CHP Kayseri'yi Yargıya Taşıdı
CHP'li Atilla Kart, Yolsuzluk İddialarıyla İlgili Hazırladıkları Dosyayı Savcılığa Sundu.
CHP Konya Milletvekili Atilla Kart, beraberindeki milletvekilleri ve partililerde Kayseri Adliyesi'ne gelerek Kayseri Büyükşehir Belediyesi'ndeki yolsuzluk iddialarıyla ilgili hazırladıkları dosya ve CHP'nin hukukçu vekillerinin imzalarının bulunduğu dilekçeyi Savcılığa sundu. Konya milletvekili Atilla Kart , "Kayseri'deki olay Deniz Feneri'nin bir başka tezahürüdür. Deniz Fenerini himaye edenler, gizleyenler, bütün güçleriyle Kayseri olayını da karartmak istiyorlar. Kayseri olayına da müdahale etmek istiyorlar. Kayseri Deniz Fenerinden de vahim olaydır. Deniz fenerinde dikey bir yolsuzluk yapılanması hükümete, başbakanı kadar uzandığına dair bulguların olduğu olaydır. Kayseri'de ise yerel yönetimler, Mülki idari işbirliği ve kısmen adliye işbirliği ile yatay olarak bütün Türkiye'ye yayılan yolsuzluk ağı söz konusudur" dedi.

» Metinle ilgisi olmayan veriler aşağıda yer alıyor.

#[cfg(test)]
mod tests {
    use super::*;
    use crate::test_util::{admin_token, app, call, user_token};
    use axum::http::{Method, StatusCode};
    use serde_json::{json, Value};

    fn project_body() -> Value {
        json!({
            "title": "My First Project",
            "description": "A portfolio project with a <strong>bold</strong> claim",
            "shortDescription": "Short summary here",
            "technologies": ["Rust", "Node.js"],
            "category": "web",
        })
    }

    async fn create(app: &axum::Router, token: &str, body: Value) -> Value {
        let (status, body) = call(app, Method::POST, "/api/v1/projects", Some(token), Some(body)).await;
        assert_eq!(status, StatusCode::CREATED, "{}", body);
        body["data"].clone()
    }

    #[tokio::test]
    async fn test_create_requires_admin() {
        let state = AppState::for_tests();
        let app = app(&state);
        let (status, _) =
            call(&app, Method::POST, "/api/v1/projects", None, Some(project_body())).await;
        assert_eq!(status, StatusCode::UNAUTHORIZED);

        let token = user_token(&state).await;
        let (status, body) =
            call(&app, Method::POST, "/api/v1/projects", Some(&token), Some(project_body())).await;
        assert_eq!(status, StatusCode::FORBIDDEN);
        assert_eq!(body["message"], "Insufficient permissions");
    }

    #[tokio::test]
    async fn test_technology_count_bounds() {
        let state = AppState::for_tests();
        let app = app(&state);
        let token = admin_token(&state).await;

        let mut body = project_body();
        body["technologies"] = json!([]);
        let (status, res) = call(&app, Method::POST, "/api/v1/projects", Some(&token), Some(body)).await;
        assert_eq!(status, StatusCode::BAD_REQUEST);
        assert_eq!(res["message"], "1-20 technologies required");

        let mut body = project_body();
        body["technologies"] = json!(["Rust"]);
        let created = create(&app, &token, body).await;
        assert_eq!(created["status"], "draft");
        assert_eq!(created["slug"], "my-first-project");
        assert_eq!(created["views"], 0);
        assert_eq!(created["description"], "A portfolio project with a <strong>bold</strong> claim");
    }

    #[tokio::test]
    async fn test_validation_reports_every_rule_and_writes_nothing() {
        let state = AppState::for_tests();
        let app = app(&state);
        let token = admin_token(&state).await;

        let (status, res) = call(
            &app,
            Method::POST,
            "/api/v1/projects",
            Some(&token),
            Some(json!({ "title": "ab", "category": "game", "githubUrl": "https://example.com/x" })),
        )
        .await;
        assert_eq!(status, StatusCode::BAD_REQUEST);
        let message = res["message"].as_str().unwrap();
        for expected in [
            "Title must be 3-100 characters",
            "Invalid category",
            "Must be a valid GitHub URL",
            "1-20 technologies required",
        ] {
            assert!(message.contains(expected), "{}", message);
        }

        let (projects, total) = state
            .store
            .list_projects(&ProjectFilter::default(), crate::store::PageRequest::new(1, 10))
            .await
            .unwrap();
        assert!(projects.is_empty());
        assert_eq!(total, 0);
    }

    #[tokio::test]
    async fn test_draft_is_hidden_from_public() {
        let state = AppState::for_tests();
        let app = app(&state);
        let token = admin_token(&state).await;
        let created = create(&app, &token, project_body()).await;
        let id = created["_id"].as_str().unwrap();

        let (status, body) = call(&app, Method::GET, &format!("/api/v1/projects/{}", id), None, None).await;
        assert_eq!(status, StatusCode::NOT_FOUND);
        assert_eq!(body["message"], "Project not found");

        let (status, body) =
            call(&app, Method::GET, &format!("/api/v1/projects/{}", id), Some(&token), None).await;
        assert_eq!(status, StatusCode::OK);
        assert_eq!(body["data"]["views"], 0);

        let (_, list) = call(&app, Method::GET, "/api/v1/projects", None, None).await;
        assert_eq!(list["pagination"]["total"], 0);
        let (_, list) = call(&app, Method::GET, "/api/v1/projects?status=draft", Some(&token), None).await;
        assert_eq!(list["pagination"]["total"], 1);
    }

    #[tokio::test]
    async fn test_public_reads_count_views_and_log_events() {
        let state = AppState::for_tests();
        let app = app(&state);
        let token = admin_token(&state).await;
        let mut body = project_body();
        body["status"] = json!("published");
        let created = create(&app, &token, body).await;
        let id = created["_id"].as_str().unwrap().to_string();

        let (_, first) = call(&app, Method::GET, &format!("/api/v1/projects/{}", id), None, None).await;
        assert_eq!(first["data"]["views"], 1);
        let (_, second) =
            call(&app, Method::GET, "/api/v1/projects/my-first-project", None, None).await;
        assert_eq!(second["data"]["views"], 2);

        let (events, total) = state
            .store
            .list_events(
                &crate::store::EventFilter {
                    event_type: Some(EventType::ProjectView),
                    ..Default::default()
                },
                crate::store::PageRequest::new(1, 10),
            )
            .await
            .unwrap();
        assert_eq!(total, 2);
        assert!(events.iter().all(|e| e.resource_id.as_deref() == Some(id.as_str())));
    }

    #[tokio::test]
    async fn test_update_is_partial_and_idempotent() {
        let state = AppState::for_tests();
        let app = app(&state);
        let token = admin_token(&state).await;
        let created = create(&app, &token, project_body()).await;
        let uri = format!("/api/v1/projects/{}", created["_id"].as_str().unwrap());

        let patch = json!({ "title": "Renamed Project", "featured": true });
        let (status, first) = call(&app, Method::PUT, &uri, Some(&token), Some(patch.clone())).await;
        assert_eq!(status, StatusCode::OK);
        assert_eq!(first["data"]["slug"], "renamed-project");
        assert_eq!(first["data"]["shortDescription"], "Short summary here");

        let (_, second) = call(&app, Method::PUT, &uri, Some(&token), Some(patch)).await;
        assert_eq!(first["data"]["title"], second["data"]["title"]);
        assert_eq!(first["data"]["featured"], second["data"]["featured"]);
        assert_eq!(first["data"]["slug"], second["data"]["slug"]);

        let (status, body) = call(
            &app,
            Method::PUT,
            &uri,
            Some(&token),
            Some(json!({ "technologies": [] })),
        )
        .await;
        assert_eq!(status, StatusCode::BAD_REQUEST);
        assert_eq!(body["message"], "1-20 technologies required");
    }

    #[tokio::test]
    async fn test_like_and_delete() {
        let state = AppState::for_tests();
        let app = app(&state);
        let token = admin_token(&state).await;
        let created = create(&app, &token, project_body()).await;
        let id = created["_id"].as_str().unwrap();

        let (status, body) =
            call(&app, Method::POST, &format!("/api/v1/projects/{}/like", id), None, None).await;
        assert_eq!(status, StatusCode::OK);
        assert_eq!(body["data"]["likes"], 1);

        let uri = format!("/api/v1/projects/{}", id);
        let (status, body) = call(&app, Method::DELETE, &uri, Some(&token), None).await;
        assert_eq!(status, StatusCode::OK);
        assert_eq!(body["message"], "Project deleted successfully");
        let (status, _) = call(&app, Method::DELETE, &uri, Some(&token), None).await;
        assert_eq!(status, StatusCode::NOT_FOUND);
    }

    #[tokio::test]
    async fn test_malformed_id_is_rejected() {
        let state = AppState::for_tests();
        let token = admin_token(&state).await;
        let (status, body) =
            call(&app(&state), Method::DELETE, "/api/v1/projects/123", Some(&token), None).await;
        assert_eq!(status, StatusCode::BAD_REQUEST);
        assert_eq!(body["message"], "Invalid ID format");
    }
}
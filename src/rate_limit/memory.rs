//! In-process counters, and the store used when limiting is disabled.

use async_trait::async_trait;
use std::{
    collections::HashMap,
    time::{Duration, Instant},
};
use tokio::sync::Mutex;

use super::{Hit, RateLimitStore};
use crate::error::Result;

#[derive(Debug, Clone, Copy)]
struct Window {
    count: u64,
    resets_at: Instant,
}

/// Fixed windows in a mutex-guarded map.
#[derive(Default)]
pub struct MemoryRateLimitStore {
    windows: Mutex<HashMap<String, Window>>,
}

impl MemoryRateLimitStore {
    pub fn new() -> Self {
        Self::default()
    }
}

#[async_trait]
impl RateLimitStore for MemoryRateLimitStore {
    async fn incr(&self, key: &str, window: Duration) -> Result<Hit> {
        let now = Instant::now();
        let mut windows = self.windows.lock().await;

        // Evict expired windows so the map tracks only active clients
        windows.retain(|_, w| w.resets_at > now);

        let entry = windows.entry(key.to_string()).or_insert(Window {
            count: 0,
            resets_at: now + window,
        });
        entry.count += 1;

        Ok(Hit {
            count: entry.count,
            reset_after: entry.resets_at.saturating_duration_since(now),
        })
    }

    async fn decrement(&self, key: &str) -> Result<()> {
        let mut windows = self.windows.lock().await;
        if let Some(w) = windows.get_mut(key) {
            w.count = w.count.saturating_sub(1);
        }
        Ok(())
    }

    async fn reset_key(&self, key: &str) -> Result<()> {
        self.windows.lock().await.remove(key);
        Ok(())
    }

    async fn ping(&self) -> Result<()> {
        Ok(())
    }

    fn backend(&self) -> &'static str {
        "memory"
    }
}

/// Always permits; every hit reports a count of zero.
#[derive(Debug, Default, Clone, Copy)]
pub struct NoopRateLimitStore;

#[async_trait]
impl RateLimitStore for NoopRateLimitStore {
    async fn incr(&self, _key: &str, window: Duration) -> Result<Hit> {
        Ok(Hit {
            count: 0,
            reset_after: window,
        })
    }

    async fn decrement(&self, _key: &str) -> Result<()> {
        Ok(())
    }

    async fn reset_key(&self, _key: &str) -> Result<()> {
        Ok(())
    }

    async fn ping(&self) -> Result<()> {
        Ok(())
    }

    fn backend(&self) -> &'static str {
        "disabled"
    }
}

#[cfg(test)]
mod tests {
    use super::*;

    #[tokio::test]
    async fn test_counts_within_window() {
        let store = MemoryRateLimitStore::new();
        let window = Duration::from_secs(60);
        assert_eq!(store.incr("k", window).await.unwrap().count, 1);
        let hit = store.incr("k", window).await.unwrap();
        assert_eq!(hit.count, 2);
        assert!(hit.reset_after <= window);
        assert_eq!(store.incr("other", window).await.unwrap().count, 1);
    }

    #[tokio::test]
    async fn test_decrement_and_reset() {
        let store = MemoryRateLimitStore::new();
        let window = Duration::from_secs(60);
        store.incr("k", window).await.unwrap();
        store.incr("k", window).await.unwrap();
        store.decrement("k").await.unwrap();
        assert_eq!(store.incr("k", window).await.unwrap().count, 2);
        store.reset_key("k").await.unwrap();
        assert_eq!(store.incr("k", window).await.unwrap().count, 1);
    }

    #[tokio::test]
    async fn test_window_restarts_after_expiry() {
        let store = MemoryRateLimitStore::new();
        let window = Duration::from_millis(50);
        store.incr("k", window).await.unwrap();
        store.incr("k", window).await.unwrap();
        tokio::time::sleep(Duration::from_millis(80)).await;
        assert_eq!(store.incr("k", window).await.unwrap().count, 1);
    }

    #[tokio::test]
    async fn test_noop_never_counts() {
        let store = NoopRateLimitStore;
        for _ in 0..10 {
            assert_eq!(store.incr("k", Duration::from_secs(1)).await.unwrap().count, 0);
        }
    }
}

Konya milletvekili Atilla Kart, 14.30'da İzmir milletvekili Ahmet Ersin, Kayseri milletvekili Şevki Kulkuloğlu ve partililerle Kayseri Adliyesi'ne geldi. Adliye binası önünde gazetecilere açıklama yapan Kart, "Biz, yargılama merci değiliz, mahkeme değiliz. Biz Devletin idari, teftiş ve yargı mekanizmaları bağımsız şekilde çalışsın istiyoruz. Öylesine kirli ilişkiler söz konusuyken, o dosyalara Cumhurbaşkanı kefil olmasın istiyoruz. Cumhurbaşkanı bu nitelikteki bir dosyaya neden kefil olur? bunu elbette kabul etmiyoruz, kabul edilemez. Cumhurbaşkanı böyle bir dosyaya müdahale etme gereğini neden duyar? Bunlar kabul edilemez, izah edilemez. Cumhurbaşkanı cumhurun başkanı olduğunu, devletin başı olduğunu göstermelidir. Benzer şeyleri hükümet için de söylüyoruz. Başbakan siyaseten dürüstse, ahlaklı ise bir süreci artık başlatsın istiyoruz Kayseri'den bunu başlatalım istiyoruz" diye konuştu. Kayseri'deki yolsuzluk iddiasını Deniz Feneri'ne benzeten Kart, şöyle devam etti:
" Yolsuzluklarla mücadelede hükümette el birliği yapmaya hazırız. Kayseri'deki olay maalesef Deniz fenerinin başka tezahürüdür. Deniz fenerini himaye edenler, gizleyenler, bütün güçleriyle Kayseri olayını da karartmak istiyorlar. Kayseri olayına da müdahale etmek istiyorlar. Kayseri Deniz Feneri'nden de vahim olaydır. Deniz Feneri'nde dikey bir yolsuzluk yapılanması hükümete, başbakanı kadar uzandığına dair bulguların olduğu olaydır. Kayseri'de ise yerel yönetimler, Mülki idari işbirliği ve kısmen adliye işbirliği ile yatay olarak bütün Türkiye'ye yayılan yolsuzluk ağı söz konusudur. Kayseri Adliyesinden, Kayseri meydanından CHP olarak haykırıyoruz, bunların hesabını soracağız. Anayasal düzen içinde sonuna kadar takip edeceğiz"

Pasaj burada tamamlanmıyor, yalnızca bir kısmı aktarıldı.